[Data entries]
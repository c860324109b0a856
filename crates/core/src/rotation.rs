// SPDX-License-Identifier: BUSL-1.1
// Copyright (c) 2026 Alfred Jean LLC

//! Per-target rotation queue
//!
//! A shuffle bag over the wallpapers of one album. Entries are kept in draw
//! order for the current cycle and the consumed entries always form a prefix.
//! When the last unconsumed entry is drawn the cycle resets: every flag is
//! cleared and the entries are rearranged by the [`SelectionOrder`]. With two
//! or more entries the wallpaper that was just shown is never placed first,
//! so consecutive draws never repeat.

use crate::catalog::{AlbumName, Wallpaper, WallpaperId};
use crate::error::RotationError;
use crate::target::Target;
use chrono::{DateTime, Utc};
use rand::seq::SliceRandom;
use rand::Rng;
use serde::{Deserialize, Serialize};
use std::collections::{HashMap, HashSet};
use std::fmt;

/// How a fresh cycle is arranged
#[derive(Debug, Clone, Copy, PartialEq, Eq, Default, Serialize, Deserialize)]
#[serde(rename_all = "snake_case")]
pub enum SelectionOrder {
    /// Uniform random permutation per cycle
    #[default]
    Shuffle,
    /// Ascending ordering key
    Sequential,
}

impl fmt::Display for SelectionOrder {
    fn fmt(&self, f: &mut fmt::Formatter<'_>) -> fmt::Result {
        match self {
            SelectionOrder::Shuffle => write!(f, "shuffle"),
            SelectionOrder::Sequential => write!(f, "sequential"),
        }
    }
}

impl std::str::FromStr for SelectionOrder {
    type Err = String;

    fn from_str(s: &str) -> Result<Self, Self::Err> {
        match s {
            "shuffle" => Ok(SelectionOrder::Shuffle),
            "sequential" => Ok(SelectionOrder::Sequential),
            _ => Err(format!("unknown selection order: {}", s)),
        }
    }
}

/// One wallpaper eligible for selection on a target
#[derive(Debug, Clone, PartialEq, Eq, Serialize, Deserialize)]
pub struct QueueEntry {
    pub wallpaper: WallpaperId,
    pub order_key: u64,
    pub last_shown_at: Option<DateTime<Utc>>,
    pub consumed: bool,
}

impl QueueEntry {
    fn fresh(wallpaper: &Wallpaper) -> Self {
        Self {
            wallpaper: wallpaper.id.clone(),
            order_key: wallpaper.order_key,
            last_shown_at: None,
            consumed: false,
        }
    }
}

/// Selection state for one target
#[derive(Debug, Clone, PartialEq, Eq, Serialize, Deserialize)]
pub struct RotationQueue {
    pub target: Target,
    pub album: Option<AlbumName>,
    entries: Vec<QueueEntry>,
    last_drawn: Option<WallpaperId>,
}

impl RotationQueue {
    pub fn new(target: Target) -> Self {
        Self {
            target,
            album: None,
            entries: Vec::new(),
            last_drawn: None,
        }
    }

    /// Entries in draw order
    pub fn entries(&self) -> &[QueueEntry] {
        &self.entries
    }

    pub fn len(&self) -> usize {
        self.entries.len()
    }

    pub fn is_empty(&self) -> bool {
        self.entries.is_empty()
    }

    /// Entries not yet shown in the current cycle
    pub fn remaining(&self) -> usize {
        self.entries.iter().filter(|e| !e.consumed).count()
    }

    /// The most recently drawn wallpaper
    pub fn last_drawn(&self) -> Option<&WallpaperId> {
        self.last_drawn.as_ref()
    }

    /// What [`RotationQueue::next`] would return, without drawing
    pub fn peek(&self) -> Option<&WallpaperId> {
        self.entries
            .iter()
            .find(|e| !e.consumed)
            .map(|e| &e.wallpaper)
    }

    /// Draw the next wallpaper using the thread-local RNG
    pub fn next(
        &mut self,
        now: DateTime<Utc>,
        order: SelectionOrder,
    ) -> Result<WallpaperId, RotationError> {
        self.next_with(now, order, &mut rand::rng())
    }

    /// Draw the next wallpaper
    ///
    /// Returns [`RotationError::EmptyPool`] when the queue has no entries.
    pub fn next_with<R: Rng + ?Sized>(
        &mut self,
        now: DateTime<Utc>,
        order: SelectionOrder,
        rng: &mut R,
    ) -> Result<WallpaperId, RotationError> {
        if self.entries.is_empty() {
            return Err(RotationError::EmptyPool {
                target: self.target,
            });
        }
        if self.remaining() == 0 {
            self.reset(order, rng);
        }

        let Some(entry) = self.entries.iter_mut().find(|e| !e.consumed) else {
            return Err(RotationError::EmptyPool {
                target: self.target,
            });
        };
        entry.consumed = true;
        entry.last_shown_at = Some(now);
        let drawn = entry.wallpaper.clone();
        self.last_drawn = Some(drawn.clone());

        if self.remaining() == 0 {
            self.reset(order, rng);
        }
        Ok(drawn)
    }

    /// Regenerate the pool using the thread-local RNG
    pub fn rebuild(&mut self, album: &AlbumName, candidates: &[&Wallpaper], order: SelectionOrder) {
        self.rebuild_with(album, candidates, order, &mut rand::rng())
    }

    /// Regenerate the pool from the album's current candidates
    ///
    /// A different album discards all state. For the same album, surviving
    /// entries keep their consumed flag and new candidates join the unconsumed
    /// remainder.
    pub fn rebuild_with<R: Rng + ?Sized>(
        &mut self,
        album: &AlbumName,
        candidates: &[&Wallpaper],
        order: SelectionOrder,
        rng: &mut R,
    ) {
        if self.album.as_ref() != Some(album) {
            self.album = Some(album.clone());
            self.entries = candidates.iter().map(|w| QueueEntry::fresh(w)).collect();
            arrange(&mut self.entries, order, rng);
            self.avoid_repeat_at_front(rng);
            return;
        }

        let keys: HashMap<&WallpaperId, u64> =
            candidates.iter().map(|w| (&w.id, w.order_key)).collect();
        let known: HashSet<WallpaperId> = self
            .entries
            .iter()
            .map(|e| e.wallpaper.clone())
            .collect();

        let mut consumed = Vec::new();
        let mut remainder = Vec::new();
        for mut entry in std::mem::take(&mut self.entries) {
            let Some(key) = keys.get(&entry.wallpaper) else {
                continue;
            };
            entry.order_key = *key;
            if entry.consumed {
                consumed.push(entry);
            } else {
                remainder.push(entry);
            }
        }
        remainder.extend(
            candidates
                .iter()
                .filter(|w| !known.contains(&w.id))
                .map(|w| QueueEntry::fresh(w)),
        );

        if remainder.is_empty() {
            // Everything left was already shown this cycle
            self.entries = consumed;
            self.reset(order, rng);
            return;
        }

        arrange(&mut remainder, order, rng);
        consumed.extend(remainder);
        self.entries = consumed;
        if self.entries.iter().all(|e| !e.consumed) {
            self.avoid_repeat_at_front(rng);
        }
    }

    /// Remove deleted wallpapers
    ///
    /// Deterministic: no shuffling happens. If only consumed entries remain
    /// their flags are cleared in place. When the pool is left at the start
    /// of a cycle and the last drawn wallpaper moved to the front, it trades
    /// places with its successor. Returns how many entries were removed.
    pub fn prune(&mut self, removed: &[WallpaperId]) -> usize {
        let before = self.entries.len();
        self.entries.retain(|e| !removed.contains(&e.wallpaper));
        if !self.entries.is_empty() && self.remaining() == 0 {
            for entry in &mut self.entries {
                entry.consumed = false;
            }
        }
        if self.entries.len() >= 2
            && self.entries.iter().all(|e| !e.consumed)
            && self.last_drawn.as_ref() == Some(&self.entries[0].wallpaper)
        {
            self.entries.swap(0, 1);
        }
        before - self.entries.len()
    }

    /// Drop the pool and the album reference
    pub fn invalidate(&mut self) {
        self.album = None;
        self.entries.clear();
    }

    fn reset<R: Rng + ?Sized>(&mut self, order: SelectionOrder, rng: &mut R) {
        for entry in &mut self.entries {
            entry.consumed = false;
        }
        arrange(&mut self.entries, order, rng);
        self.avoid_repeat_at_front(rng);
    }

    /// Move the last drawn wallpaper away from the front of a fresh cycle
    fn avoid_repeat_at_front<R: Rng + ?Sized>(&mut self, rng: &mut R) {
        if self.entries.len() < 2 {
            return;
        }
        let Some(last) = &self.last_drawn else {
            return;
        };
        if &self.entries[0].wallpaper == last {
            let swap_with = rng.random_range(1..self.entries.len());
            self.entries.swap(0, swap_with);
        }
    }
}

fn arrange<R: Rng + ?Sized>(entries: &mut [QueueEntry], order: SelectionOrder, rng: &mut R) {
    match order {
        SelectionOrder::Shuffle => entries.shuffle(rng),
        SelectionOrder::Sequential => entries.sort_by_key(|e| e.order_key),
    }
}

#[cfg(test)]
#[path = "rotation_tests.rs"]
mod tests;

◆ **TASK DESCRIPTION**: Report each line in the entries where the string "Deserialize" occurs.

◆ **FINISHED EXERCISE**:
use serde::{Deserialize, Serialize};
#[derive(Debug, Clone, Copy, PartialEq, Eq, Default, Serialize, Deserialize)]
#[derive(Debug, Clone, PartialEq, Eq, Serialize, Deserialize)]
#[derive(Debug, Clone, PartialEq, Eq, Serialize, Deserialize)]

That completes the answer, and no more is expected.